A long time ago mathematicians thought of functions as symbolic expressions, and many high-school students and beginning undergraduates still think of them that way. This sort of thinking had some unfortunate consequences. For example, it was sometimes assumed that every function can be differentiated because every expression one wrote down could obviously be differentiated symbolically.
Modern mathematics has gone far beyond such a naive view of functions. Today you take it for granted to say things like "let $V$ and $W$ be any Banach spaces and consider the space $L(V,W)$ of continuous linear functions from $V$ to $W$". A mathematician from the past would have a hard time understanding what this means because he would be used to thinking only about a single function at a time (but $L(V,W)$ is an entire space of functions), and the only concrete expression denoting a map $V \to W$ that he could actually write down would be $x \mapsto 0$.

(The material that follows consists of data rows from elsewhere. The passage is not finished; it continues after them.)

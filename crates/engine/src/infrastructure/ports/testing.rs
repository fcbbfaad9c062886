//! Testability port for injecting suspension.

use std::time::Duration;

use async_trait::async_trait;

#[cfg_attr(test, mockall::automock)]
#[async_trait]
pub trait DelayPort: Send + Sync {
    async fn sleep(&self, duration: Duration);
}
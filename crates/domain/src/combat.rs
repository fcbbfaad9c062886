//! Combat vocabulary: participants, wound events, and chat commands as the
//! game server reports them.

use serde::{Deserialize, Serialize};

use crate::error::DomainError;
use crate::ids::PlayerId;

/// A player as seen by the game server at the moment of an event.
///
/// `name` is the transport-given name, which may differ from any alternate
/// display name the player configured.
#[derive(Debug, Clone, PartialEq, Eq, Serialize, Deserialize)]
pub struct Participant {
    pub id: PlayerId,
    pub name: String,
}

impl Participant {
    pub fn new(id: impl Into<PlayerId>, name: impl Into<String>) -> Self {
        Self {
            id: id.into(),
            name: name.into(),
        }
    }
}

/// A wound or kill reported by the game server.
#[derive(Debug, Clone, PartialEq, Serialize, Deserialize)]
pub struct WoundEvent {
    pub attacker: Participant,
    pub victim: Participant,
    #[serde(default)]
    pub is_teamkill: bool,
    /// Damage of the final blow, when the server reports it.
    #[serde(default)]
    pub damage: Option<f32>,
}

impl WoundEvent {
    pub fn new(attacker: Participant, victim: Participant) -> Self {
        Self {
            attacker,
            victim,
            is_teamkill: false,
            damage: None,
        }
    }

    pub fn teamkill(mut self) -> Self {
        self.is_teamkill = true;
        self
    }

    pub fn with_damage(mut self, damage: f32) -> Self {
        self.damage = Some(damage);
        self
    }

    /// Reject events the server emitted without both identities.
    ///
    /// Suicides and environmental deaths arrive with an empty attacker id.
    pub fn validate(&self) -> Result<(), DomainError> {
        if self.attacker.id.as_str().is_empty() {
            return Err(DomainError::validation("wound event has no attacker id"));
        }
        if self.victim.id.as_str().is_empty() {
            return Err(DomainError::validation("wound event has no victim id"));
        }
        Ok(())
    }
}

/// A `!command text` chat message.
#[derive(Debug, Clone, PartialEq, Eq, Serialize, Deserialize)]
pub struct ChatCommand {
    /// Command word without the leading `!`.
    pub command: String,
    pub player: Participant,
    /// Everything after the command word, trimmed.
    #[serde(default)]
    pub message: String,
}

impl ChatCommand {
    pub fn new(
        command: impl Into<String>,
        player: Participant,
        message: impl Into<String>,
    ) -> Self {
        Self {
            command: command.into(),
            player,
            message: message.into(),
        }
    }

    pub fn has_message(&self) -> bool {
        !self.message.trim().is_empty()
    }
}
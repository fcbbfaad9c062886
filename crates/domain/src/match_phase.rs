use serde::{Deserialize, Serialize};

/// The phase of the current match, identified by the layer's gamemode name.
#[derive(Debug, Clone, PartialEq, Eq, Default, Serialize, Deserialize)]
pub struct MatchPhase {
    pub gamemode: Option<String>,
}

impl MatchPhase {
    pub fn new(gamemode: impl Into<String>) -> Self {
        Self {
            gamemode: Some(gamemode.into()),
        }
    }

    /// Whether this phase is the designated low-stakes seed phase.
    ///
    /// Gamemode names are compared case-insensitively.
    pub fn is_seed(&self, seed_gamemode: &str) -> bool {
        self.gamemode
            .as_deref()
            .is_some_and(|mode| mode.eq_ignore_ascii_case(seed_gamemode))
    }
}
//! Attribution: who most recently wounded a given victim.

use serde::{Deserialize, Serialize};

use crate::ids::PlayerId;

/// The victim's current last attacker and whether the victim already used
/// their single reply against this record.
#[derive(Debug, Clone, PartialEq, Eq, Serialize, Deserialize)]
pub struct AttributionRecord {
    pub attacker_id: PlayerId,
    /// Transport-given attacker name at the time of the wound.
    pub attacker_name: String,
    pub reply_consumed: bool,
}

impl AttributionRecord {
    pub fn new(attacker_id: PlayerId, attacker_name: impl Into<String>) -> Self {
        Self {
            attacker_id,
            attacker_name: attacker_name.into(),
            reply_consumed: false,
        }
    }
}

/// Result of the atomic check-and-consume on the reply gate.
#[derive(Debug, Clone, PartialEq, Eq)]
pub enum ReplyGate {
    /// The reply was available and is now consumed. Carries a snapshot of the
    /// record it was consumed against.
    Granted(AttributionRecord),
    /// The victim has no recorded attacker.
    NoAttacker,
    /// The reply for the current record was already used.
    AlreadyReplied,
}

impl ReplyGate {
    pub fn is_granted(&self) -> bool {
        matches!(self, Self::Granted(_))
    }
}
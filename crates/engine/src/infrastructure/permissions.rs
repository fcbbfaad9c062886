use std::collections::HashSet;

use async_trait::async_trait;
use revenge_domain::PlayerId;

use crate::infrastructure::ports::{Capability, PermissionPort};

/// Grants every capability to a fixed set of privileged players.
#[derive(Debug, Default, Clone)]
pub struct AllowListPermissions {
    privileged: HashSet<PlayerId>,
}

impl AllowListPermissions {
    pub fn new(privileged: impl IntoIterator<Item = PlayerId>) -> Self {
        Self {
            privileged: privileged.into_iter().collect(),
        }
    }
}

#[async_trait]
impl PermissionPort for AllowListPermissions {
    async fn has_permission(&self, player: &PlayerId, capability: Capability) -> bool {
        let allowed = self.privileged.contains(player);
        tracing::debug!(player = %player, capability = %capability, allowed, "Permission check");
        allowed
    }
}
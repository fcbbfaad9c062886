//! Unified error types for the domain layer

use thiserror::Error;

/// Unified error type for domain operations
#[derive(Debug, Error, Clone, PartialEq)]
pub enum DomainError {
    /// Validation failed (e.g., invalid field values)
    #[error("Validation failed: {0}")]
    Validation(String),
}

impl DomainError {
    /// Creates a validation error for rejected input.
    ///
    /// # Example
    /// ```ignore
    /// if id.is_empty() {
    ///     return Err(DomainError::validation("Player id cannot be empty"));
    /// }
    /// ```
    pub fn validation(msg: impl Into<String>) -> Self {
        Self::Validation(msg.into())
    }
}
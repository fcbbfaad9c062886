//! Host event entry point.
//!
//! The game server pushes events. Store changes are applied in arrival order;
//! message delivery runs afterwards and may overlap with later events, so a
//! slow delivery to one player never holds up processing of the next event.

use std::collections::HashMap;
use std::sync::Arc;

use futures_util::future::BoxFuture;
use revenge_domain::{ChatCommand, MatchPhase, Participant, WoundEvent};
use serde::{Deserialize, Serialize};

use crate::infrastructure::config::EngineConfig;
use crate::use_cases::combat::{CombatError, CombatEventHandler};

/// Events emitted by the game server.
#[derive(Debug, Clone, PartialEq, Serialize, Deserialize)]
#[serde(tag = "type", rename_all = "snake_case")]
pub enum HostEvent {
    Wound(WoundEvent),
    ChatCommand(ChatCommand),
    NewMatch {
        #[serde(default)]
        gamemode: Option<String>,
    },
}

impl HostEvent {
    pub fn from_json(line: &str) -> Result<Self, serde_json::Error> {
        serde_json::from_str(line)
    }
}

#[derive(Debug, Clone, Copy, PartialEq, Eq)]
pub enum CommandAction {
    Reply,
    ShowRealName,
    ShowMyMessage,
    NoticesOn,
    NoticesOff,
}

impl CommandAction {
    /// Commands that do nothing without text after the command word.
    fn needs_message(self) -> bool {
        matches!(self, CommandAction::Reply)
    }
}

/// Command word → action, built from configuration and feature flags.
#[derive(Debug, Clone, Default)]
pub struct CommandTable {
    actions: HashMap<String, CommandAction>,
}

impl CommandTable {
    pub fn from_config(config: &EngineConfig) -> Self {
        let mut table = Self::default();
        table.register(&config.reply_commands, CommandAction::Reply);

        if config.use_alternate_names {
            table.register(&config.show_real_name_commands, CommandAction::ShowRealName);
        }
        if config.use_alternate_names || config.use_alternate_labels {
            table.register(&config.show_my_message_commands, CommandAction::ShowMyMessage);
        }
        if config.attacker_notices_enabled {
            table.register(&config.notices_on_commands, CommandAction::NoticesOn);
            table.register(&config.notices_off_commands, CommandAction::NoticesOff);
        }
        table
    }

    pub fn lookup(&self, command: &str) -> Option<CommandAction> {
        let word = command.trim().trim_start_matches('!').to_lowercase();
        self.actions.get(&word).copied()
    }

    fn register(&mut self, words: &[String], action: CommandAction) {
        for word in words {
            self.actions.insert(word.to_lowercase(), action);
        }
    }
}

/// Message work left over once an event's store changes are applied.
pub type Delivery = BoxFuture<'static, ()>;

/// Routes host events to the combat handler.
///
/// [`EventRouter::accept`] applies the store changes of an event and returns
/// the remaining message delivery. Callers accept events one at a time in
/// arrival order and are free to run the returned deliveries concurrently.
pub struct EventRouter {
    combat: Arc<CombatEventHandler>,
    commands: CommandTable,
}

impl EventRouter {
    pub fn new(combat: Arc<CombatEventHandler>, commands: CommandTable) -> Self {
        Self { combat, commands }
    }

    /// Process the event to completion.
    pub async fn dispatch(&self, event: HostEvent) {
        if let Some(delivery) = self.accept(event).await {
            delivery.await;
        }
    }

    /// Apply the event's store changes now and hand back its deliveries.
    ///
    /// Never fails: refusals are reported to the player inside the delivery
    /// and only logged here.
    pub async fn accept(&self, event: HostEvent) -> Option<Delivery> {
        match event {
            HostEvent::Wound(wound) => {
                if let Err(e) = wound.validate() {
                    tracing::debug!(error = %e, "Ignoring wound event");
                    return None;
                }
                let applied = self.combat.apply_wound(&wound).await;
                let combat = self.combat.clone();
                let delivery: Delivery = Box::pin(async move {
                    let outcome = combat.notify_wound(&wound, applied).await;
                    tracing::debug!(outcome = ?outcome, "Wound handled");
                });
                Some(delivery)
            }
            HostEvent::ChatCommand(command) => self.accept_command(command).await,
            HostEvent::NewMatch { gamemode } => {
                self.combat.on_new_match(MatchPhase { gamemode }).await;
                None
            }
        }
    }

    async fn accept_command(&self, command: ChatCommand) -> Option<Delivery> {
        let action = self.commands.lookup(&command.command)?;
        if command.player.id.as_str().is_empty() {
            return None;
        }
        if action.needs_message() && !command.has_message() {
            tracing::debug!(player = %command.player.id, command = %command.command, "Ignoring empty command");
            return None;
        }

        let combat = self.combat.clone();
        let ChatCommand {
            player, message, ..
        } = command;

        let delivery: Delivery = match action {
            CommandAction::Reply => {
                let gate = combat.claim_reply(&player);
                Box::pin(async move {
                    let result = combat
                        .deliver_reply(&player, message.trim(), gate)
                        .await
                        .map(|_| ());
                    log_refusal(&player, action, result);
                })
            }
            CommandAction::NoticesOn | CommandAction::NoticesOff => {
                let enabled = action == CommandAction::NoticesOn;
                let applied = combat.apply_notice_toggle(&player, enabled).await;
                Box::pin(async move {
                    let result = combat
                        .report_notice_toggle(&player, enabled, applied)
                        .await;
                    log_refusal(&player, action, result);
                })
            }
            CommandAction::ShowRealName => Box::pin(async move {
                let result = combat.show_real_attacker_name(&player).await;
                log_refusal(&player, action, result);
            }),
            CommandAction::ShowMyMessage => Box::pin(async move {
                combat.show_my_message(&player).await;
            }),
        };
        Some(delivery)
    }
}

fn log_refusal(player: &Participant, action: CommandAction, result: Result<(), CombatError>) {
    if let Err(e) = result {
        tracing::debug!(player = %player.id, action = ?action, error = %e, "Command refused");
    }
}
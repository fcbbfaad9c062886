//! Entry points for events coming from the game server.

pub mod events;

pub use events::{CommandAction, CommandTable, EventRouter, HostEvent};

Now let us consider the situation with proofs. Traditional logic tells us that proofs are syntactic entities: sequences (or trees) of statements each of which is an axiom or a consequence of the previous ones. Mathematicians do not study proofs at all, at least not in the same way that they study numbers, curves, and other mathematical objects. They mostly think about one proof at a time. Our understanding of proofs is where our understanding of functions was a couple of centuries ago.
When type theory says that "the elements of a proposition are its proofs" you should read that as "let us consider spaces of abstract proofs", just like we consider spaces of abstract functions. A function need not be an expression, and a proof need not be a sequence (or a tree) of statements. Once this is accepted we are able to conceive of an entire space of proofs as a single mathematical entity (a type), and then we can think of constructions of such entities, and so on.
Alfred Tarski's cylindrical algebras are another example of how proofs in first-order logic can be made abstract.
I can express my point with an equation:
$$\frac{\text{mathematical logic}}{\text{type theory}} =
\frac{\text{Newton's calculus}}{\text{functional analysis}}.$$
This equation is wrong in many respects, but I hope it communicates the point I am trying to make.
Finally, to answer your question: Church's theory of types is classical and has the type bool
of truth values which are not proofs. It is used by the HOL family of proof assistants.